Eagle Materials Inc today reported financial results for the third quarter of fiscal 2007 ended December 31, 2006 and issued guidance for the fourth quarter of its fiscal year 2007.
For the quarter ended December 31, 2006, revenues and net earnings were $214.2 million and $40.9 million, respectively. Revenues increased 1% over the prior year third quarter and net earnings increased 5% over the same period.
While total U.S. construction spending remains strong, the severe slowdown in residential construction continues to negatively impact sales prices and volumes in the wallboard industry. The Gypsum Association reported approximately 35.0 billion square feet of wallboard was shipped by U.S. manufacturers during calendar 2006, a 3% decrease over the prior year, while industry shipments for the quarter ended December 31, 2006 were down 16% to approximately 7.6 billion square feet compared to the same period a year ago. For calendar 2007, we expect wallboard industry capacity utilization to continue to decline and average utilization to range between 80% and 85%.
National demand for cement remains at a record high level with imports of approximately 30% required to meet U.S. construction industry demand. Demand in all four of Eagle Materials’ cement markets remains at high levels. High cost imports and high levels of U.S. cement demand continue to put upward pressure on cement pricing. Our third quarter pricing was the highest in Eagle’s history. While pricing remains strong, poor weather in certain of our markets has delayed previously announced cement price increases.
Operating earnings from Cement decreased 17% to $16.6 million for the third quarter this year from $20.1 million for the same quarter last year. This quarter’s Cement operating earnings were negatively impacted by approximately $8.5 million related to the shutdown required to tie in the new equipment at our Illinois Cement plant. The startup of our modernized Illinois Cement facility occurred in late December 2006, and it is now fully operational.
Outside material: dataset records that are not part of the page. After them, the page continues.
//! Error types for benchview-core (WASM-compatible)

use thiserror::Error;

/// Result type alias for benchview-core operations
pub type Result<T> = std::result::Result<T, Error>;

/// Error types that work in both native and WASM environments
#[derive(Error, Debug)]
pub enum Error {
    #[error("Failed to parse results table: {0}")]
    TableParseError(String),

    #[error("JSON error: {0}")]
    JsonError(#[from] serde_json::Error),

    #[error("Regex error: {0}")]
    RegexError(#[from] regex::Error),

    #[error("Invalid selection value for '{param}': {value}")]
    SelectionError { param: String, value: String },

    #[error("Invalid configuration: {0}")]
    ConfigError(String),

    #[error("Failed to read file: {path}")]
    FileReadError {
        path: String,
        #[source]
        source: std::io::Error,
    },
}
//! HTTP client for the results server

use crate::error::{Error, Result};
use reqwest::header::{HeaderMap, HeaderValue, ACCEPT, USER_AGENT};
use std::future::Future;
use std::time::Duration;
use tracing::debug;
use url::Url;

/// Default timeout of a single request
pub const DEFAULT_TIMEOUT: Duration = Duration::from_secs(30);

/// Something that can GET a server path
pub trait Fetcher: Clone + Send + Sync + 'static {
    /// GET `path` (relative to the server root) with an encoded query string
    fn get(&self, path: &str, query: &str) -> impl Future<Output = Result<String>> + Send;
}

/// Results server client
#[derive(Debug, Clone)]
pub struct ServerClient {
    client: reqwest::Client,
    base: Url,
}

impl ServerClient {
    /// Create a client for the server at `base`
    pub fn new(base: &str) -> Result<Self> {
        Self::with_timeout(base, DEFAULT_TIMEOUT)
    }

    pub fn with_timeout(base: &str, timeout: Duration) -> Result<Self> {
        let mut base = Url::parse(base)?;
        if base.cannot_be_a_base() {
            return Err(Error::ConfigError(format!("Not a server URL: {}", base)));
        }
        // Endpoint paths are joined relative to the base
        if !base.path().ends_with('/') {
            let path = format!("{}/", base.path());
            base.set_path(&path);
        }

        let mut headers = HeaderMap::new();
        headers.insert(
            ACCEPT,
            HeaderValue::from_static("application/json, text/html;q=0.9"),
        );
        headers.insert(USER_AGENT, HeaderValue::from_static("benchview"));

        let client = reqwest::Client::builder()
            .default_headers(headers)
            .timeout(timeout)
            .build()?;

        Ok(Self { client, base })
    }

    pub fn base(&self) -> &Url {
        &self.base
    }

    /// Full URL of a server path plus query
    pub fn url_for(&self, path: &str, query: &str) -> Result<Url> {
        let mut url = self.base.join(path.trim_start_matches('/'))?;
        if !query.is_empty() {
            url.set_query(Some(query));
        }
        Ok(url)
    }
}

impl Fetcher for ServerClient {
    fn get(&self, path: &str, query: &str) -> impl Future<Output = Result<String>> + Send {
        let url = self.url_for(path, query);
        let client = self.client.clone();

        async move {
            let url = url?;
            debug!("GET {}", url);

            let response = client.get(url.clone()).send().await?;
            let status = response.status();
            if !status.is_success() {
                return Err(Error::ServerError {
                    status: status.as_u16(),
                    url: url.to_string(),
                });
            }

            Ok(response.text().await?)
        }
    }
}

#[cfg(test)]
mod tests {
    use super::*;

    #[test]
    fn test_url_for_joins_relative_to_base() {
        let client = ServerClient::new("http://speed.example.org/codespeed").unwrap();
        assert_eq!(client.base().as_str(), "http://speed.example.org/codespeed/");

        let url = client.url_for("timeline/json/", "exe=1%2C2&ben=grid").unwrap();
        assert_eq!(
            url.as_str(),
            "http://speed.example.org/codespeed/timeline/json/?exe=1%2C2&ben=grid"
        );

        let url = client.url_for("/comparison/json/", "").unwrap();
        assert_eq!(url.as_str(), "http://speed.example.org/codespeed/comparison/json/");
    }

    #[test]
    fn test_rejects_bad_base() {
        assert!(ServerClient::new("not a url").is_err());
        assert!(ServerClient::new("mailto:someone@example.org").is_err());
    }
}
//! Error types for benchview

use thiserror::Error;

/// Result type alias for benchview operations
pub type Result<T> = std::result::Result<T, Error>;

/// Main error type for benchview
#[derive(Error, Debug)]
pub enum Error {
    #[error(transparent)]
    Core(#[from] benchview_core::Error),

    #[error("Failed to write file: {path}")]
    FileWriteError {
        path: String,
        #[source]
        source: std::io::Error,
    },

    #[error("JSON serialization error: {0}")]
    JsonError(#[from] serde_json::Error),

    #[error("Server returned {status} for {url}")]
    ServerError { status: u16, url: String },

    #[error("HTTP request error: {0}")]
    HttpError(#[from] reqwest::Error),

    #[error("Invalid configuration: {0}")]
    ConfigError(String),

    #[error("Template error: {0}")]
    TemplateError(#[from] minijinja::Error),

    #[error("URL parse error: {0}")]
    UrlError(#[from] url::ParseError),
}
Cement revenues, including joint venture and intersegment revenues, for the third quarter totaled $77.7 million, 17% greater than the $66.5 million for the same quarter a year ago. Cement sales volume for the third quarter totaled 779,000 tons, 5% above the 746,000 tons for the same quarter last year. To meet these strong market requirements, Eagle supplemented approximately 31% of its cement sales volume with lower margin purchased cement. The average net sales price for this fiscal year’s third quarter was $93.81 per ton, 13% greater than the $83.24 per ton for the same quarter last year.